EXERCISE> Go over the material below and report every line that contains the word "Longest".

LISTED ENTRIES>
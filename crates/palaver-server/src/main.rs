//! Palaver chat and call-signaling server.
//!
//! Listens on one TCP port. Clients log in with a text command, chat over
//! text lines, push files and audio clips as binary frames, and exchange
//! call-signaling messages relayed through the server.

use anyhow::{Context, Result};
use clap::Parser;
use palaver_core::storage::Database;
use palaver_core::{Server, ServerConfig, ServerContext};
use tracing_subscriber::EnvFilter;

/// Palaver - TCP chat, file drop and call signaling
#[derive(Parser)]
#[command(name = "palaver-server")]
#[command(author, version, about, long_about = None)]
struct Args {
    /// Listen address
    #[arg(short, long, default_value = palaver_core::config::DEFAULT_LISTEN)]
    listen: String,

    /// Data directory (database and uploads)
    #[arg(short, long, default_value = "~/.palaver")]
    data_dir: String,

    /// Largest accepted file transfer, in MiB
    #[arg(long, default_value = "25")]
    max_file_mb: u64,

    /// Longest accepted audio clip, in seconds
    #[arg(long, default_value = "30")]
    max_audio_secs: u64,

    /// Enable verbose logging
    #[arg(short, long)]
    verbose: bool,
}

impl Args {
    fn config(&self) -> ServerConfig {
        let data_dir = shellexpand::tilde(&self.data_dir).to_string();
        let mut config = ServerConfig::with_data_dir(data_dir);
        config.listen = self.listen.clone();
        config.max_file_bytes = self.max_file_mb.saturating_mul(1024 * 1024);
        config.set_max_audio_ms(self.max_audio_secs.saturating_mul(1000));
        config
    }
}

#[tokio::main]
async fn main() -> Result<()> {
    let args = Args::parse();

    // Initialize logging
    let filter = if args.verbose {
        EnvFilter::new("debug")
    } else {
        EnvFilter::new("info")
    };

    tracing_subscriber::fmt()
        .with_env_filter(filter)
        .with_target(false)
        .init();

    let config = args.config();

    let db = Database::open(&config.db_path)
        .with_context(|| format!("opening database at {}", config.db_path.display()))?;
    std::fs::create_dir_all(&config.upload_dir)
        .with_context(|| format!("creating upload directory {}", config.upload_dir.display()))?;

    tracing::info!(
        version = palaver_core::VERSION,
        listen = %config.listen,
        db = %config.db_path.display(),
        uploads = %config.upload_dir.display(),
        max_file_bytes = config.max_file_bytes,
        max_audio_ms = config.max_audio_ms,
        "Starting palaver server"
    );

    let server = Server::bind(ServerContext::with_database(config, db))
        .await
        .context("binding listener")?;

    tokio::select! {
        result = server.run() => result.context("accept loop failed")?,
        _ = tokio::signal::ctrl_c() => {
            tracing::info!("Shutdown requested");
        }
    }

    Ok(())
}
//! Error types for the palaver server.
//!
//! Errors are split by blast radius. Framing and I/O failures end the
//! connection; everything else is reported back as an `ERR` line and the
//! connection keeps going.

use thiserror::Error;

/// Core error type for palaver operations.
#[derive(Error, Debug)]
pub enum Error {
    /// Malformed envelope: bad length field, unknown type tag, inconsistent
    /// field lengths. Fatal to the connection.
    #[error("framing error: {0}")]
    Framing(String),

    /// The stream ended in the middle of a frame.
    #[error("frame truncated")]
    Truncated,

    /// Socket read or write failed.
    #[error("io error: {0}")]
    Io(String),

    /// Text field was not valid UTF-8, or a JSON body did not parse.
    #[error("encoding error: {0}")]
    Encoding(String),

    /// Storage collaborator failed.
    #[error("storage error: {0}")]
    Storage(String),

    /// Message failed validation.
    #[error("invalid message: {0}")]
    InvalidMessage(String),

    /// The peer connection has already been shut down.
    #[error("connection closed")]
    ConnectionClosed,
}

/// Result type alias using palaver's Error.
pub type Result<T> = std::result::Result<T, Error>;

impl Error {
    /// Whether this error must terminate the connection it occurred on.
    pub fn is_fatal(&self) -> bool {
        matches!(
            self,
            Error::Framing(_) | Error::Truncated | Error::Io(_) | Error::ConnectionClosed
        )
    }
}

impl From<std::io::Error> for Error {
    fn from(e: std::io::Error) -> Self {
        if e.kind() == std::io::ErrorKind::UnexpectedEof {
            Error::Truncated
        } else {
            Error::Io(e.to_string())
        }
    }
}

impl From<rusqlite::Error> for Error {
    fn from(e: rusqlite::Error) -> Self {
        Error::Storage(e.to_string())
    }
}

impl From<serde_json::Error> for Error {
    fn from(e: serde_json::Error) -> Self {
        Error::Encoding(e.to_string())
    }
}
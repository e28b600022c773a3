//! File and audio transfer sub-sessions.
//!
//! After `SEND_FILE` or `SEND_AUDIO` the connection stops reading lines and
//! reads frames instead: one META frame, then chunks until `last`. The
//! payload is only written to disk once the final chunk has been checked,
//! so a rejected transfer leaves nothing behind.
//!
//! ```text
//!   META ──► CHUNK seq=0 ──► CHUNK seq=1 ──► ... ──► CHUNK seq=k last
//!    │           │                                        │
//!    │      (id, seq, size checked per chunk)             ▼
//!    │                                             write + store + notify
//!    └── violation anywhere: ERR *_FAIL, drain to the last chunk
//! ```
//!
//! A rejected META is only followed by a drain when it declared its own
//! transfer id. Without one the client is still waiting for `READY` and has
//! sent no chunks.

use super::handle::ConnectionHandle;
use super::ServerContext;
use crate::config::ServerConfig;
use crate::error::{Error, Result};
use crate::logging::RedactedBytes;
use crate::protocol::{
    err_line, is_valid_name, AudioMeta, FileMeta, Frame, FrameType, OK_AUDIO_SAVED, OK_FILE_SAVED,
};
use crate::storage::MessageKind;
use std::fmt;
use std::path::{Path, PathBuf};
use thiserror::Error;
use tokio::io::{AsyncRead, AsyncWriteExt};
use tracing::{debug, info, warn};

/// Longest accepted transfer id.
pub const MAX_TRANSFER_ID_LEN: usize = 64;

/// Chunk buffer reserved up front, regardless of the declared size.
const INITIAL_BUFFER: usize = 64 * 1024;

/// File or audio.
#[derive(Debug, Clone, Copy, PartialEq, Eq)]
pub enum TransferKind {
    /// `SEND_FILE`
    File,
    /// `SEND_AUDIO`
    Audio,
}
//! Persistence collaborators.
//!
//! The server only talks to storage through the traits below. `Database`
//! implements all of them on a single SQLite connection.
//!
//! ## Delivery states
//!
//! A direct message is stored either `Delivered` (the recipient was online
//! and the push succeeded) or `Queued`. Queued rows are replayed on the
//! recipient's next login and flipped to `Delivered` one at a time after
//! each push, so a crash in between can redeliver but never lose a message.

mod database;
mod messages;
mod schema;

pub use database::Database;

use crate::error::Result;
use crate::protocol::Frame;
use std::path::Path;

/// What a stored message row represents.
#[derive(Debug, Clone, Copy, PartialEq, Eq)]
#[repr(i32)]
pub enum MessageKind {
    /// Direct text message.
    Text = 0,
    /// File transfer; body is the filename.
    File = 1,
    /// Audio clip; body is the clip name.
    Audio = 2,
}

impl From<i32> for MessageKind {
    fn from(value: i32) -> Self {
        match value {
            1 => Self::File,
            2 => Self::Audio,
            _ => Self::Text,
        }
    }
}

/// Delivery state of a stored message.
#[derive(Debug, Clone, Copy, PartialEq, Eq)]
#[repr(i32)]
pub enum MessageStatus {
    /// Waiting for the recipient to log in.
    Queued = 0,
    /// Pushed to the recipient's live connection.
    Delivered = 1,
}

impl From<i32> for MessageStatus {
    fn from(value: i32) -> Self {
        match value {
            1 => Self::Delivered,
            _ => Self::Queued,
        }
    }
}

/// A message waiting for its recipient.
#[derive(Debug, Clone, PartialEq, Eq)]
pub struct QueuedMessage {
    /// Row id, passed back to `mark_delivered`.
    pub id: i64,
    /// The DM frame as sent.
    pub frame: Frame,
    /// Unix timestamp the message was queued.
    pub queued_at: i64,
}

/// One row of a two-party conversation.
#[derive(Debug, Clone, PartialEq, Eq)]
pub struct HistoryRow {
    /// Row id.
    pub id: i64,
    /// Kind of message.
    pub kind: MessageKind,
    /// Author.
    pub sender: String,
    /// Addressee.
    pub recipient: String,
    /// Text, or filename for transfers.
    pub body: String,
    /// Current delivery state.
    pub status: MessageStatus,
    /// Unix timestamp.
    pub timestamp: i64,
}

/// Message persistence.
pub trait MessageStore: Send + Sync {
    /// Store a message in its final state.
    fn save_message(
        &self,
        kind: MessageKind,
        sender: &str,
        recipient: &str,
        body: &str,
        delivered: bool,
    ) -> Result<i64>;

    /// Store a DM frame for later delivery.
    fn save_queued(&self, frame: &Frame) -> Result<i64>;

    /// Queued messages for `recipient`, oldest first.
    fn load_queued(&self, recipient: &str) -> Result<Vec<QueuedMessage>>;

    /// Flip a queued message to delivered.
    fn mark_delivered(&self, id: i64) -> Result<()>;

    /// The last `limit` messages between `a` and `b`, oldest first.
    fn load_conversation(&self, a: &str, b: &str, limit: usize) -> Result<Vec<HistoryRow>>;
}

/// Metadata for reassembled transfers.
pub trait FileStore: Send + Sync {
    /// Record a stored payload against the message that announced it.
    fn save(&self, message_id: i64, name: &str, path: &Path, mime: &str, size: u64) -> Result<i64>;
}

/// Known usernames.
pub trait UserDirectory: Send + Sync {
    /// Whether `name` has ever logged in.
    fn exists(&self, name: &str) -> Result<bool>;

    /// Record a new user, optionally with a password. Returns `false` when
    /// the name was already taken, leaving the existing record untouched.
    fn register(&self, name: &str, password: Option<&str>) -> Result<bool>;

    /// Check a password. Users registered without one accept any login.
    fn verify_credentials(&self, name: &str, password: Option<&str>) -> Result<bool>;
}

/// Room name to id mapping.
pub trait RoomDirectory: Send + Sync {
    /// Id for `name`, created on first use.
    fn room_id(&self, name: &str) -> Result<i64>;
}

ANSWER BOX>
    /// Longest accepted audio clip, in seconds
/// Longest accepted transfer id.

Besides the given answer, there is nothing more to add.